--- AIM OF THE TASK ---
From the first line of the records through the line containing "pub const BORDER_SUBTLE: Color32", retype every line exactly and nothing else.

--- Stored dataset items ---
= = = =

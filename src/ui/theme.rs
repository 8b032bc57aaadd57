//! Colors, metrics and fonts shared by every panel.

use egui::{Color32, FontId, Rounding, Stroke, Visuals};

use crate::model::TaskStatus;

// Surfaces
pub const BG_DARK: Color32 = Color32::from_rgb(19, 22, 28);
pub const BG_PANEL: Color32 = Color32::from_rgb(27, 31, 38);
pub const BG_HEADER: Color32 = Color32::from_rgb(33, 38, 47);
pub const BG_WEEKEND: Color32 = Color32::from_rgba_premultiplied(0, 0, 0, 48);
pub const BG_SELECTED: Color32 = Color32::from_rgba_premultiplied(38, 140, 130, 50);
pub const BG_DROP_TARGET: Color32 = Color32::from_rgb(26, 44, 46);

pub const BORDER_SUBTLE: Color32 = Color32::from_rgb(46, 52, 62);
pub const BORDER_ACCENT: Color32 = Color32::from_rgb(64, 180, 166);

pub const TEXT_PRIMARY: Color32 = Color32::from_rgb(226, 230, 236);
pub const TEXT_SECONDARY: Color32 = Color32::from_rgb(150, 158, 172);
pub const TEXT_DIM: Color32 = Color32::from_rgb(98, 106, 120);
pub const TEXT_ON_BAR: Color32 = Color32::WHITE;

pub const ACCENT: Color32 = Color32::from_rgb(52, 168, 155);
pub const TODAY_LINE: Color32 = Color32::from_rgb(236, 96, 80);
pub const GRID_LINE: Color32 = Color32::from_rgb(40, 45, 54);
pub const COMPLETED_BAR: Color32 = Color32::from_rgb(72, 104, 86);

// Metrics
pub const ROW_HEIGHT: f32 = 32.0;
pub const HEADER_HEIGHT: f32 = 46.0;
pub const LABEL_WIDTH: f32 = 220.0;
pub const BAR_ROUNDING: f32 = 4.0;
/// Gap between a bar and the top and bottom of its row.
pub const BAR_INSET: f32 = 5.0;
pub const KANBAN_COLUMN_WIDTH: f32 = 240.0;

pub fn font_header() -> FontId {
    FontId::proportional(12.5)
}

pub fn font_sub() -> FontId {
    FontId::proportional(10.0)
}

pub fn font_bar() -> FontId {
    FontId::proportional(11.0)
}

pub fn font_small() -> FontId {
    FontId::monospace(9.0)
}

/// Colors handed out to user-defined statuses, picked by a hash of the key.
const CUSTOM_STATUS_COLORS: [Color32; 4] = [
    Color32::from_rgb(156, 100, 210),
    Color32::from_rgb(40, 170, 200),
    Color32::from_rgb(214, 170, 50),
    Color32::from_rgb(200, 110, 160),
];

pub fn status_color(status: &TaskStatus) -> Color32 {
    match status {
        TaskStatus::Todo => Color32::from_rgb(84, 130, 210),
        TaskStatus::InProgress => Color32::from_rgb(226, 146, 46),
        TaskStatus::Pending => Color32::from_rgb(128, 134, 150),
        TaskStatus::Blocked => Color32::from_rgb(210, 70, 70),
        TaskStatus::Done => Color32::from_rgb(70, 160, 100),
        TaskStatus::Custom(key) => {
            let hash = key.bytes().fold(0usize, |h, b| h.wrapping_mul(31).wrapping_add(b as usize));
            CUSTOM_STATUS_COLORS[hash % CUSTOM_STATUS_COLORS.len()]
        }
    }
}

/// Install the dark board visuals on `ctx`.
pub fn apply_theme(ctx: &egui::Context) {
    let mut visuals = Visuals::dark();
    visuals.override_text_color = Some(TEXT_PRIMARY);
    visuals.panel_fill = BG_PANEL;
    visuals.window_fill = BG_HEADER;
    visuals.extreme_bg_color = BG_DARK;
    visuals.faint_bg_color = BG_HEADER;
    visuals.hyperlink_color = ACCENT;

    let widgets = &mut visuals.widgets;
    widgets.noninteractive.bg_stroke = Stroke::new(1.0, BORDER_SUBTLE);
    widgets.noninteractive.fg_stroke = Stroke::new(1.0, TEXT_SECONDARY);
    widgets.inactive.weak_bg_fill = Color32::from_rgb(38, 43, 53);
    widgets.hovered.weak_bg_fill = Color32::from_rgb(46, 53, 64);
    widgets.hovered.bg_stroke = Stroke::new(1.0, BORDER_ACCENT);
    widgets.active.bg_stroke = Stroke::new(1.0, ACCENT);
    for state in [
        &mut widgets.inactive,
        &mut widgets.hovered,
        &mut widgets.active,
        &mut widgets.open,
    ] {
        state.rounding = Rounding::same(3.0);
    }

    visuals.selection.bg_fill = BG_SELECTED;
    visuals.selection.stroke = Stroke::new(1.0, BORDER_ACCENT);
    visuals.window_rounding = Rounding::same(6.0);
    visuals.window_stroke = Stroke::new(1.0, BORDER_SUBTLE);
    ctx.set_visuals(visuals);

    ctx.style_mut(|style| {
        style.spacing.item_spacing = egui::vec2(6.0, 5.0);
        style.spacing.button_padding = egui::vec2(7.0, 3.0);
    });
}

= = = =

--- TASK ANSWER ---
filename src/ui/theme.rs
repository 8b032bc57aaadd57
//! Colors, metrics and fonts shared by every panel.

use egui::{Color32, FontId, Rounding, Stroke, Visuals};

use crate::model::TaskStatus;

// Surfaces
pub const BG_DARK: Color32 = Color32::from_rgb(19, 22, 28);
pub const BG_PANEL: Color32 = Color32::from_rgb(27, 31, 38);
pub const BG_HEADER: Color32 = Color32::from_rgb(33, 38, 47);
pub const BG_WEEKEND: Color32 = Color32::from_rgba_premultiplied(0, 0, 0, 48);
pub const BG_SELECTED: Color32 = Color32::from_rgba_premultiplied(38, 140, 130, 50);
pub const BG_DROP_TARGET: Color32 = Color32::from_rgb(26, 44, 46);

pub const BORDER_SUBTLE: Color32 = Color32::from_rgb(46, 52, 62);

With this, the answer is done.